H. Permutator
time limit per test
0.5 seconds
memory limit per test
256 megabytes
input
standard input
output
standard output

Manuel and Felix have been searching for a good math problem all night before the TeamsCode Contest, and they've found it!

Omer has two arrays $$$a$$$ and $$$b$$$, permute $$$b$$$ to minimize the sum of $$$a[k] \cdot b[k]$$$ where $$$(i \leq k \leq j)$$$ for every subarray $$$[i, j]$$$.

In other words, you have to minimize the value of the following expression: $$$\sum_{i = 0}^{n-1} \sum_{j = i}^{n-1} \sum_{k = i}^{j} a_{k} \cdot b_{k}$$$

Input

The first line consists in one integer $$$n$$$ $$$(2 \leq n \leq 10^{5})$$$ — the number of elements in both arrays.

The second line consists in $$$n$$$ integers $$$a_{0}, ..., a_{n-1}$$$ $$$(-100 \leq a_{i} \leq 100)$$$ — the values of the elements in $$$a$$$.

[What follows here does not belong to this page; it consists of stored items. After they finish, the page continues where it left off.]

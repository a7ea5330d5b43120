use std::sync::OnceLock;

use ab_glyph::{FontRef, PxScale};
use image::{ImageBuffer, Luma, LumaA, Pixel, Rgb, Rgba};
use imageproc::drawing::{draw_hollow_rect_mut, draw_text_mut};
use imageproc::rect::Rect;

use crate::overlay::annotation_slot::AnnotationSlot;
use crate::shared::frame::Frame;

/// Default outline thickness in pixels.
pub const DEFAULT_THICKNESS: u32 = 2;

/// Label glyph height in pixels.
pub const LABEL_SCALE: f32 = 24.0;

static LABEL_FONT_DATA: &[u8] = include_bytes!("../../assets/DejaVuSansMono.ttf");

/// Returns a copy of `frame` with every visible slot drawn in the slot's
/// color: the rectangle outline, and the label text starting at the slot's
/// label anchor. Drawing is clipped to the frame; the original frame is left
/// untouched.
///
/// Frames with fewer than three channels get the color's luma instead.
pub fn annotate(frame: &Frame, slots: &[AnnotationSlot], thickness: u32) -> Frame {
    let data = if frame.is_well_formed() {
        match frame.channels() {
            1 => draw_slots(frame, slots, thickness, |rgb| Luma([luma(rgb)])),
            2 => draw_slots(frame, slots, thickness, |rgb| LumaA([luma(rgb), 255])),
            3 => draw_slots(frame, slots, thickness, Rgb),
            4 => draw_slots(frame, slots, thickness, |[r, g, b]| Rgba([r, g, b, 255])),
            _ => frame.data().to_vec(),
        }
    } else {
        frame.data().to_vec()
    };

    Frame::new(data, frame.width(), frame.height(), frame.channels(), frame.index())
        .with_timestamp(frame.timestamp())
}

fn draw_slots<P>(
    frame: &Frame,
    slots: &[AnnotationSlot],
    thickness: u32,
    pixel: impl Fn([u8; 3]) -> P,
) -> Vec<u8>
where
    P: Pixel<Subpixel = u8>,
{
    let Some(mut img) =
        ImageBuffer::<P, Vec<u8>>::from_raw(frame.width(), frame.height(), frame.data().to_vec())
    else {
        return frame.data().to_vec();
    };
    let font = label_font();

    for slot in slots.iter().filter(|s| s.is_visible()) {
        let color = pixel(slot.color().rgb());
        let r = slot.rect();

        // Nested one-pixel outlines, growing inwards.
        for i in 0..thickness.max(1) as i32 {
            let (w, h) = (r.width - 2 * i, r.height - 2 * i);
            if w <= 0 || h <= 0 {
                break;
            }
            let rect = Rect::at(r.x + i, r.y + i).of_size(w as u32, h as u32);
            draw_hollow_rect_mut(&mut img, rect, color);
        }

        if let Some(font) = font {
            let (x, y) = slot.label_anchor();
            draw_text_mut(&mut img, color, x, y, PxScale::from(LABEL_SCALE), font, slot.label());
        }
    }
    img.into_raw()
}

fn label_font() -> Option<&'static FontRef<'static>> {
    static FONT: OnceLock<Option<FontRef<'static>>> = OnceLock::new();
    FONT.get_or_init(|| match FontRef::try_from_slice(LABEL_FONT_DATA) {
        Ok(font) => Some(font),
        Err(e) => {
            log::warn!("Label font could not be loaded, labels will not be drawn: {e}");
            None
        }
    })
    .as_ref()
}

fn luma([r, g, b]: [u8; 3]) -> u8 {
    (0.299 * r as f64 + 0.587 * g as f64 + 0.114 * b as f64).round() as u8
}

#[cfg(test)]
mod tests {
    use super::*;
    use crate::identity::identity_match::{IdentityMatch, ResultBatch};
    use crate::overlay::overlay_manager::OverlayManager;
    use crate::shared::region::DetectionRegion;
    use std::time::Duration;

    fn pixel(frame: &Frame, x: u32, y: u32) -> &[u8] {
        let c = frame.channels() as usize;
        let o = ((y * frame.width() + x) as usize) * c;
        &frame.data()[o..o + c]
    }

    fn overlay_with(regions: Vec<DetectionRegion>) -> OverlayManager {
        let mut overlay = OverlayManager::new(4);
        let matches = regions.into_iter().map(IdentityMatch::unknown).collect();
        overlay.apply_results(&ResultBatch::new(0, Duration::ZERO, matches));
        overlay
    }

    #[test]
    fn test_outline_drawn_interior_untouched() {
        let frame = Frame::new(vec![0u8; 20 * 20 * 3], 20, 20, 3, 5)
            .with_timestamp(Duration::from_millis(40));
        let overlay = overlay_with(vec![DetectionRegion::new(2, 2, 10, 10)]);

        let out = annotate(&frame, overlay.slots(), 1);

        assert_eq!(pixel(&out, 2, 2), [255, 0, 0]);
        assert_eq!(pixel(&out, 11, 11), [255, 0, 0]);
        assert_eq!(pixel(&out, 6, 6), [0, 0, 0]);
        assert_eq!(pixel(&out, 15, 0), [0, 0, 0]);
        assert_eq!(out.index(), 5);
        assert_eq!(out.timestamp(), Duration::from_millis(40));
        assert!(frame.data().iter().all(|&b| b == 0));
    }

    #[test]
    fn test_hidden_slots_not_drawn() {
        let frame = Frame::new(vec![0u8; 10 * 10 * 3], 10, 10, 3, 0);
        let mut overlay = overlay_with(vec![DetectionRegion::new(0, 0, 5, 5)]);
        overlay.clear();

        let out = annotate(&frame, overlay.slots(), 2);

        assert_eq!(out.data(), frame.data());
    }

    #[test]
    fn test_rect_partly_outside_is_clipped() {
        let frame = Frame::new(vec![0u8; 10 * 10 * 3], 10, 10, 3, 0);
        let overlay = overlay_with(vec![DetectionRegion::new(-5, 6, 20, 20)]);

        let out = annotate(&frame, overlay.slots(), 2);

        assert_eq!(pixel(&out, 0, 6), [255, 0, 0]);
        assert_eq!(pixel(&out, 9, 7), [255, 0, 0]);
        assert_eq!(pixel(&out, 5, 9), [0, 0, 0]);
    }

    #[test]
    fn test_grayscale_frame_uses_luma() {
        let frame = Frame::new(vec![0u8; 8 * 8], 8, 8, 1, 0);
        let overlay = overlay_with(vec![DetectionRegion::new(0, 0, 4, 4)]);

        let out = annotate(&frame, overlay.slots(), 1);

        assert_eq!(pixel(&out, 0, 0), [76]);
    }

    #[test]
    fn test_label_drawn_below_rect() {
        let frame = Frame::new(vec![0u8; 80 * 60 * 3], 80, 60, 3, 0);
        let overlay = overlay_with(vec![DetectionRegion::new(5, 5, 30, 20)]);
        let (_, anchor_y) = overlay.slots()[0].label_anchor();
        assert_eq!(anchor_y, 25);

        let out = annotate(&frame, overlay.slots(), 1);

        let label_pixels: Vec<&[u8]> = (25..60)
            .flat_map(|y| (0..80).map(move |x| (x, y)))
            .map(|(x, y)| pixel(&out, x, y))
            .filter(|p| p.iter().any(|&c| c > 0))
            .collect();
        assert!(!label_pixels.is_empty());
        assert!(label_pixels.iter().all(|p| p[1] == 0 && p[2] == 0));
        // Nothing written between the top of the frame and the outline.
        assert!((0..5).all(|y| (0..80).all(|x| pixel(&out, x, y) == [0, 0, 0])));
    }

    #[test]
    fn test_identified_label_uses_identified_color() {
        use crate::identity::identity_record::IdentityRecord;
        use std::sync::Arc;

        let frame = Frame::new(vec![0u8; 80 * 60 * 3], 80, 60, 3, 0);
        let record = Arc::new(IdentityRecord::new("Alice", vec![], vec![1.0]));
        let mut overlay = OverlayManager::new(1);
        overlay.apply_results(&ResultBatch::new(
            0,
            Duration::ZERO,
            vec![IdentityMatch::identified(DetectionRegion::new(5, 5, 30, 20), record, 0.9)],
        ));

        let out = annotate(&frame, overlay.slots(), 1);

        let below_box = (26..60).flat_map(|y| (0..80).map(move |x| (x, y)));
        let green = below_box
            .map(|(x, y)| pixel(&out, x, y))
            .filter(|p| p[1] > 0)
            .count();
        assert!(green > 0);
    }
}
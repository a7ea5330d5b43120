pub mod enrollment;
pub mod identity_database;
pub mod identity_match;
pub mod identity_record;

The third line consists in $$$n$$$ integers $$$b_{0}, ..., b_{n-1}$$$ $$$(-100 \leq b_{i} \leq 100)$$$ — the values of the elements in $$$b$$$.

Testcases in subtasks are numbered from $$$1$$$ to $$$20$$$ with samples skipped.

Tests $$$1-2$$$: $$$(1 \leq n \leq 6)$$$.

Tests $$$3-20$$$: No additional constraints.

Each test is worth 5 points with samples skipped.

Output

Output the minimum possible value after permuting $$$b$$$.

Example
Input
3
5 4 -1
4 3 2
Output
65
Note

You can permute $$$b$$$ to obtain $$$(3, 2, 4)$$$ and minimize the answer.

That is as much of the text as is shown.